● **Records for this task**:
impl GuidePulseTransform {
    pub fn new(max_pulse_ms: u32) -> Self {
        Self { max_pulse_ms }
    }

    pub fn max_pulse_ms(&self) -> u32 {
        self.max_pulse_ms
    }

    pub fn factors(&self, geometry: &GuideGeometry) -> CorrectionFactors {
        CorrectionFactors::at(geometry)
    }

    pub fn transform(&self, request: GuideRequest, geometry: &GuideGeometry) -> PhysicalCorrection {
        let factors = self.factors(geometry);
        if factors.singular {
            log::warn!(
                "Degenerate guide geometry at RA {:.4} Dec {:.3} tilt {:.2}, one axis idle",
                geometry.ra_hours,
                geometry.dec_deg,
                geometry.tilt_deg
            );
        }

        let (ra_ms, dec_ms) = (request.ra_ms(), request.dec_ms());
        let (raw_tilt, raw_mount) = factors.apply(ra_ms, dec_ms);
        let (tilt_ms, mount_ms) =
            clamp_proportional(raw_tilt, raw_mount, f64::from(self.max_pulse_ms));

        log::debug!(
            "Transform input ra={:.1} ms dec={:.1} ms, factors {:?}, output tilt={:.1} ms mount={:.1} ms",
            ra_ms,
            dec_ms,
            factors,
            tilt_ms,
            mount_ms
        );

        PhysicalCorrection { tilt_ms, mount_ms }
    }
}

#[cfg(test)]
mod tests {
    use super::*;
    use crate::geometry::{
        horizontal_from_vector, platform_to_horizon, unit_vector, SIDEREAL_DEGREES_PER_SECOND,
    };
    use crate::guide::{GuideDirection, GuideRequest};

    const STEP_RAD: f64 = 1e-6;

    fn meridian_45() -> GuideGeometry {
        // Latitude 34, Dec -11 culminates at altitude 45
        GuideGeometry {
            latitude_deg: 34.0,
            lst_hours: 10.0,
            ra_hours: 10.0,
            dec_deg: -11.0,
            tilt_deg: 0.0,
        }
    }

    fn tangent_delta(before: (f64, f64), after: (f64, f64)) -> [f64; 2] {
        let (alt0, az0) = before;
        let (alt1, az1) = after;
        let daz = (az1 - az0 + 540.0).rem_euclid(360.0) - 180.0;
        [
            (alt1 - alt0).to_radians() / STEP_RAD,
            daz.to_radians() * alt0.to_radians().cos() / STEP_RAD,
        ]
    }

    /// Perturbs each axis through the forward functions alone.
    fn numeric_columns(g: &GuideGeometry) -> AxisColumns {
        let sky = g.sky_position();
        let here = (sky.altitude_deg, sky.azimuth_deg);
        let at = |ra: f64, dec: f64| {
            let s = equatorial_to_horizontal(g.latitude_deg, g.lst_hours, ra, dec);
            (s.altitude_deg, s.azimuth_deg)
        };

        let virtual_ra = tangent_delta(here, at(g.ra_hours + STEP_RAD.to_degrees() / 15.0, g.dec_deg));
        let virtual_dec = tangent_delta(here, at(g.ra_hours, g.dec_deg + STEP_RAD.to_degrees()));

        let v = sky.unit_vector();
        let tilt = tangent_delta(
            here,
            horizontal_from_vector(platform_to_horizon(v, g.latitude_deg, -STEP_RAD.to_degrees())),
        );

        let on_deck = platform_to_horizon(v, g.latitude_deg, -g.tilt_deg);
        let (mount_alt, mount_az) = horizontal_from_vector(on_deck);
        let raised = unit_vector(mount_alt + STEP_RAD.to_degrees(), mount_az);
        let mount = tangent_delta(
            here,
            horizontal_from_vector(platform_to_horizon(raised, g.latitude_deg, g.tilt_deg)),
        );

        AxisColumns {
            virtual_ra,
            virtual_dec,
            tilt,
            mount,
        }
    }

    fn assert_close(a: [f64; 2], b: [f64; 2], tol: f64) {
        assert!(
            (a[0] - b[0]).abs() < tol && (a[1] - b[1]).abs() < tol,
            "{:?} != {:?}",
            a,
            b
        );
    }

    #[test]
    fn test_analytic_columns_match_numeric_perturbation() {
        let cases = [
            meridian_45(),
            GuideGeometry {
                latitude_deg: 34.0,
                lst_hours: 12.3,
                ra_hours: 10.0,
                dec_deg: 20.0,
                tilt_deg: -11.0,
            },
            GuideGeometry {
                latitude_deg: 51.5,
                lst_hours: 2.0,
                ra_hours: 5.5,
                dec_deg: 45.0,
                tilt_deg: 7.5,
            },
            GuideGeometry {
                latitude_deg: -30.0,
                lst_hours: 18.0,
                ra_hours: 16.5,
                dec_deg: -60.0,
                tilt_deg: 3.0,
            },
        ];

        for g in cases {
            let analytic = AxisColumns::at(&g);
            let numeric = numeric_columns(&g);
            assert_close(analytic.virtual_ra, numeric.virtual_ra, 1e-4);
            assert_close(analytic.virtual_dec, numeric.virtual_dec, 1e-4);
            assert_close(analytic.tilt, numeric.tilt, 1e-4);
            assert_close(analytic.mount, numeric.mount, 1e-4);
        }
    }

    #[test]
    fn test_factors_reproduce_requested_motion() {
        let g = GuideGeometry {
            latitude_deg: 34.0,
            lst_hours: 13.0,
            ra_hours: 10.0,
            dec_deg: 20.0,
            tilt_deg: -11.0 + 3600.0 * SIDEREAL_DEGREES_PER_SECOND,
        };
        let columns = AxisColumns::at(&g);
        let k = CorrectionFactors::from_columns(&columns);
        assert!(!k.singular);

        for (ra, dec) in [(1.0, 0.0), (0.0, 1.0), (0.3, -0.7)] {
            let (tilt, mount) = k.apply(ra, dec);
            let physical = [
                columns.tilt[0] * tilt + columns.mount[0] * mount,
                columns.tilt[1] * tilt + columns.mount[1] * mount,
            ];
            let wanted = [
                columns.virtual_ra[0] * ra + columns.virtual_dec[0] * dec,
                columns.virtual_ra[1] * ra + columns.virtual_dec[1] * dec,
            ];
            assert_close(physical, wanted, 1e-12);
        }
    }

    #[test]
    fn test_ra_requests_drive_only_the_platform() {
        let k = CorrectionFactors::at(&GuideGeometry {
            latitude_deg: 34.0,
            lst_hours: 14.0,
            ra_hours: 10.0,
            dec_deg: 20.0,
            tilt_deg: -5.0,
        });
        assert!((k.k_rr - 1.0).abs() < 1e-9);
        assert!(k.k_dr.abs() < 1e-9);
    }

    #[test]
    fn test_meridian_level_deck_is_identity() {
        let k = CorrectionFactors::at(&meridian_45());
        assert!((k.k_rr - 1.0).abs() < 1e-9);
        assert!(k.k_rd.abs() < 1e-9);
        assert!(k.k_dr.abs() < 1e-9);
        assert!((k.k_dd - 1.0).abs() < 1e-9);
    }

    #[test]
    fn test_meridian_pulses_keep_direction() {
        let transform = GuidePulseTransform::new(2500);
        for tilt_deg in [-11.0, 0.0, 11.0] {
            let g = GuideGeometry {
                tilt_deg,
                ..meridian_45()
            };

            let east = transform.transform(GuideRequest::from_direction(GuideDirection::East, 1000), &g);
            let east_pulse = east.tilt_pulse().unwrap();
            assert_eq!(east_pulse.direction, GuideDirection::East);
            assert!(east_pulse.duration_ms <= 2500);
            assert!(east.mount_pulse().is_none());

            let west = transform.transform(GuideRequest::from_direction(GuideDirection::West, 1000), &g);
            assert_eq!(west.tilt_pulse().unwrap().direction, GuideDirection::West);

            let north = transform.transform(GuideRequest::from_direction(GuideDirection::North, 1000), &g);
            let north_pulse = north.mount_pulse().unwrap();
            assert_eq!(north_pulse.direction, GuideDirection::North);
            assert!(north_pulse.duration_ms <= 2500);

            let south = transform.transform(GuideRequest::from_direction(GuideDirection::South, 1000), &g);
            assert_eq!(south.mount_pulse().unwrap().direction, GuideDirection::South);
        }
    }

    #[test]
    fn test_level_meridian_oracle() {
        let transform = GuidePulseTransform::new(2500);
        let g = meridian_45();

        let east = transform.transform(GuideRequest::from_direction(GuideDirection::East, 750), &g);
        assert!((east.tilt_ms - 750.0).abs() < 1e-6);
        assert!(east.mount_ms.abs() < 1e-6);

        let north = transform.transform(GuideRequest::from_direction(GuideDirection::North, 750), &g);
        assert!(north.tilt_ms.abs() < 1e-6);
        assert!((north.mount_ms - 750.0).abs() < 1e-6);
    }

    #[test]
    fn test_tilted_deck_couples_dec_into_tilt() {
        let k = CorrectionFactors::at(&GuideGeometry {
            tilt_deg: -11.0,
            ..meridian_45()
        });
        assert!(!k.singular);
        assert!(k.k_rd.abs() > 1e-3);
        assert!(k.k_dd > 0.5);
    }

    #[test]
    fn test_zenith_on_level_deck_is_singular() {
        // Dec equal to latitude culminates at the zenith
        let g = GuideGeometry {
            latitude_deg: 34.0,
            lst_hours: 10.0,
            ra_hours: 10.0,
            dec_deg: 34.0,
            tilt_deg: 0.0,
        };
        let k = CorrectionFactors::at(&g);
        assert!(k.singular);
        assert_eq!(k.k_dr, 0.0);
        assert_eq!(k.k_dd, 0.0);

        let transform = GuidePulseTransform::new(2500);
        let north = transform.transform(GuideRequest::from_direction(GuideDirection::North, 500), &g);
        assert!(north.tilt_ms.is_finite());
        assert_eq!(north.mount_ms, 0.0);
    }

    #[test]
    fn test_pole_target_stays_bounded() {
        let g = GuideGeometry {
            latitude_deg: 34.0,
            lst_hours: 3.0,
            ra_hours: 0.0,
            dec_deg: 90.0,
            tilt_deg: -4.0,
        };
        let transform = GuidePulseTransform::new(2000);
        for direction in [
            GuideDirection::North,
            GuideDirection::South,
            GuideDirection::East,
            GuideDirection::West,
        ] {
            let out = transform.transform(GuideRequest::from_direction(direction, 1000), &g);
            assert!(out.tilt_ms.is_finite() && out.mount_ms.is_finite());
            assert!(out.tilt_ms.abs() <= 2000.0 && out.mount_ms.abs() <= 2000.0);
        }
    }

    #[test]
    fn test_clamp_preserves_ratio() {
        let (tilt, mount) = clamp_proportional(4000.0, -1500.0, 2000.0);
        assert!((tilt - 2000.0).abs() < 1e-9);
        assert!((mount + 750.0).abs() < 1e-9);
        let before = 4000.0 / -1500.0;
        let after = tilt / mount;
        assert!(((after - before) / before).abs() < 0.01);

        assert_eq!(clamp_proportional(300.0, 200.0, 2000.0), (300.0, 200.0));
        assert_eq!(clamp_proportional(0.0, 0.0, 2000.0), (0.0, 0.0));
    }

    #[test]
    fn test_large_request_is_scaled_not_truncated() {
        let g = GuideGeometry {
            latitude_deg: 34.0,
            lst_hours: 13.0,
            ra_hours: 10.0,
            dec_deg: 20.0,
            tilt_deg: -11.0,
        };
        let transform = GuidePulseTransform::new(2000);
        let k = transform.factors(&g);
        let (raw_tilt, raw_mount) = k.apply(0.0, 9000.0);
        let out = transform.transform(GuideRequest::from_direction(GuideDirection::North, 9000), &g);

        assert!(out.tilt_ms.abs().max(out.mount_ms.abs()) <= 2000.0 + 1e-9);
        let before = raw_tilt / raw_mount;
        let after = out.tilt_ms / out.mount_ms;
        assert!(((after - before) / before).abs() < 0.01);
    }
}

● **Exercise directions**:
Going through the material, find each line with the string "AxisColumns". Then state only how many there are.

● **Solution to this exercise**:
4